A park teeming with bushels of huckleberries for Montana’s state parks, which recorded a record number of visitors last year. Montana Fish, Wildlife & Parks’ most recent report shows a whopping 30% increase from 2019 to 2020, in spite of temporary closures and restrictions caused by COVID-19. In all, some 3.4 million people took time during the first months of the pandemic to get some fresh air and outdoor exercise at one of Montana’s 55 state parks.
A pipeline clogged with chokecherries to U.S. Sen. Jon Tester, who should be supporting President Biden’s revocation of federal permits for the Keystone pipeline. Instead, Tester joined with U.S. Sen. Steve Daines and U.S. Rep. Matt Rosendale in pushing Biden to reconsider his position.

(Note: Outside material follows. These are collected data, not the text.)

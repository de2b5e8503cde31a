//! External process execution behind a mockable seam.
//!
//! Stages describe work as [`Invocation`]s; the [`CommandRunner`] in use
//! decides how they run. The real runner inherits stdio so build and tool
//! output streams live to the console, and surfaces any non-zero exit as a
//! fatal [`CommandFailed`] carrying the child's code. There is no retry and
//! no timeout: transient flakiness means re-invoking the whole pipeline, and
//! a hung child hangs the run.

use std::process::Command;

use anyhow::{Context, Result, bail};
use thiserror::Error;
use tracing::debug;

use crate::core::command::Invocation;
use crate::exit_codes;

/// A command ran to completion but exited unsuccessfully.
///
/// The code is preserved unaltered so the pipeline can exit with it.
#[derive(Debug, Error)]
#[error("`{command}` exited with code {code}")]
pub struct CommandFailed {
    pub command: String,
    pub code: i32,
}

/// Execution seam for everything the pipeline spawns.
pub trait CommandRunner {
    /// Run the invocation to completion. Non-zero exit is an error.
    fn run(&self, invocation: &Invocation) -> Result<()>;
}

impl<T: CommandRunner + ?Sized> CommandRunner for &T {
    fn run(&self, invocation: &Invocation) -> Result<()> {
        (**self).run(invocation)
    }
}

/// Runner that spawns the real child process with inherited stdio.
#[derive(Debug, Clone, Copy, Default)]
pub struct ShellRunner;

impl CommandRunner for ShellRunner {
    fn run(&self, invocation: &Invocation) -> Result<()> {
        let Some(program) = invocation.tokens.first() else {
            bail!("empty invocation");
        };
        if invocation.verbose {
            println!("+ {}", invocation.command_line());
        }
        debug!(
            command = %invocation.command_line(),
            cwd = %invocation.cwd.display(),
            "spawning"
        );
        let mut cmd = Command::new(program);
        cmd.args(&invocation.tokens[1..])
            .current_dir(&invocation.cwd);
        for (key, value) in &invocation.env {
            cmd.env(key, value);
        }
        let status = cmd
            .status()
            .with_context(|| format!("spawn `{}`", invocation.command_line()))?;
        if !status.success() {
            // A signal-terminated child has no code; 1 stands in.
            let code = status.code().unwrap_or(1);
            return Err(CommandFailed {
                command: invocation.command_line(),
                code,
            }
            .into());
        }
        Ok(())
    }
}

/// Exit code the process should terminate with for `err`.
///
/// A [`CommandFailed`] anywhere in the chain wins: the child's exit code is
/// propagated without translation.
pub fn exit_code_for(err: &anyhow::Error) -> i32 {
    match err.downcast_ref::<CommandFailed>() {
        Some(failed) => failed.code,
        None => exit_codes::FAILURE,
    }
}

#[cfg(test)]
mod tests {
    use super::*;

    fn sh(script: &str) -> Invocation {
        let mut invocation = Invocation::new(["sh", "-c", script], std::env::temp_dir());
        invocation.verbose = false;
        invocation
    }

    #[test]
    fn zero_exit_is_ok() {
        ShellRunner.run(&sh("exit 0")).expect("success");
    }

    #[test]
    fn nonzero_exit_code_is_preserved() {
        let err = ShellRunner.run(&sh("exit 7")).expect_err("failure");
        let failed = err.downcast_ref::<CommandFailed>().expect("typed error");
        assert_eq!(failed.code, 7);
        assert_eq!(exit_code_for(&err), 7);
    }

    #[test]
    fn exit_code_survives_added_context() {
        let err = ShellRunner
            .run(&sh("exit 5"))
            .context("stage failed")
            .expect_err("failure");
        assert_eq!(exit_code_for(&err), 5);
    }

    #[test]
    fn missing_program_is_a_spawn_error() {
        let mut invocation =
            Invocation::new(["ci-test-no-such-program"], std::env::temp_dir());
        invocation.verbose = false;
        let err = ShellRunner.run(&invocation).expect_err("spawn failure");
        assert!(err.downcast_ref::<CommandFailed>().is_none());
        assert_eq!(exit_code_for(&err), exit_codes::FAILURE);
    }

    #[test]
    fn overlay_variables_reach_the_child() {
        let mut invocation = Invocation::new(
            ["sh", "-c", "test \"$CI_PROBE\" = probe-value"],
            std::env::temp_dir(),
        );
        invocation.verbose = false;
        invocation.env = vec![("CI_PROBE".to_string(), "probe-value".to_string())];
        ShellRunner.run(&invocation).expect("overlay visible");
    }
}
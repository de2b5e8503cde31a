//! Test-only doubles for pipeline execution.

use std::cell::RefCell;
use std::path::PathBuf;

use anyhow::Result;

use crate::core::command::Invocation;
use crate::core::paths::Paths;
use crate::io::process::{CommandFailed, CommandRunner};

type Predicate = Box<dyn Fn(&Invocation) -> bool>;
type Effect = Box<dyn Fn(&Invocation)>;

/// [`CommandRunner`] that records invocations instead of spawning processes.
///
/// `git clone` invocations create their destination directory, so presence
/// checks behave as they would after a real clone. Failures and filesystem
/// side effects (files a real tool would write) can be scripted against
/// matching invocations.
#[derive(Default)]
pub struct RecordingRunner {
    calls: RefCell<Vec<Invocation>>,
    failures: Vec<(Predicate, i32)>,
    effects: Vec<(Predicate, Effect)>,
}

impl RecordingRunner {
    pub fn new() -> Self {
        Self::default()
    }

    /// Fail every invocation whose command line contains `needle`.
    pub fn fail_on(&mut self, needle: &str, code: i32) {
        let needle = needle.to_string();
        self.fail_when(move |invocation| invocation.command_line().contains(&needle), code);
    }

    /// Fail every invocation matching `predicate` with the given exit code.
    pub fn fail_when<F>(&mut self, predicate: F, code: i32)
    where
        F: Fn(&Invocation) -> bool + 'static,
    {
        self.failures.push((Box::new(predicate), code));
    }

    /// Run `effect` for every invocation whose command line contains
    /// `needle`, standing in for the files a real tool would produce.
    pub fn effect_on<F>(&mut self, needle: &str, effect: F)
    where
        F: Fn(&Invocation) + 'static,
    {
        let needle = needle.to_string();
        self.effects.push((
            Box::new(move |invocation: &Invocation| {
                invocation.command_line().contains(&needle)
            }),
            Box::new(effect),
        ));
    }

    /// All recorded invocations, in order.
    pub fn calls(&self) -> Vec<Invocation> {
        self.calls.borrow().clone()
    }

    /// Rendered command lines of all recorded invocations, in order.
    pub fn command_lines(&self) -> Vec<String> {
        self.calls
            .borrow()
            .iter()
            .map(Invocation::command_line)
            .collect()
    }

    /// Number of recorded command lines containing `needle`.
    pub fn count_containing(&self, needle: &str) -> usize {
        self.command_lines()
            .iter()
            .filter(|line| line.contains(needle))
            .count()
    }
}

impl CommandRunner for RecordingRunner {
    fn run(&self, invocation: &Invocation) -> Result<()> {
        self.calls.borrow_mut().push(invocation.clone());

        if invocation.tokens.len() >= 4
            && invocation.tokens[0] == "git"
            && invocation.tokens[1] == "clone"
        {
            let dest = PathBuf::from(&invocation.tokens[3]);
            std::fs::create_dir_all(&dest).expect("create clone destination");
        }

        for (predicate, effect) in &self.effects {
            if predicate(invocation) {
                effect(invocation);
            }
        }

        for (predicate, code) in &self.failures {
            if predicate(invocation) {
                return Err(CommandFailed {
                    command: invocation.command_line(),
                    code: *code,
                }
                .into());
            }
        }
        Ok(())
    }
}

/// Paths rooted in a fresh temp directory, plus the guard keeping it alive.
pub fn temp_paths() -> (tempfile::TempDir, Paths) {
    let temp = tempfile::tempdir().expect("tempdir");
    let paths = Paths::new(temp.path(), "external", "build");
    (temp, paths)
}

In a letter to President Biden, Tester describes the pipeline as “a powerful economic driver for Montana,” perhaps forgetting that Montana’s irreplaceable environment is an even more powerful economic driver — one responsible for more than $7 billion a year in economic activity, and still growing.
A box of bubble-wrapped huckleberries to Molly Galusha for the safe return of a rare terra cotta piece crafted by renowned artist Archie Bray to the foundation that carries his name in Helena. The pot, which stands more than 4 feet tall and is more than 100 years old, is biding its time in the Radius Gallery in Missoula until it can be moved to its new home at the Archie Bray Foundation for the Ceramic Arts where, it can only be hoped, the wild story of how the pot was stolen by a relative, stored in a fallout shelter and eventually returned, will be shared with interested visitors for years to come.
This editorial represents the views of the Missoulian Editorial Board: Publisher Jim Strauss, Executive Editor Jim Van Nostrand and Opinion Editor Tyler Christensen.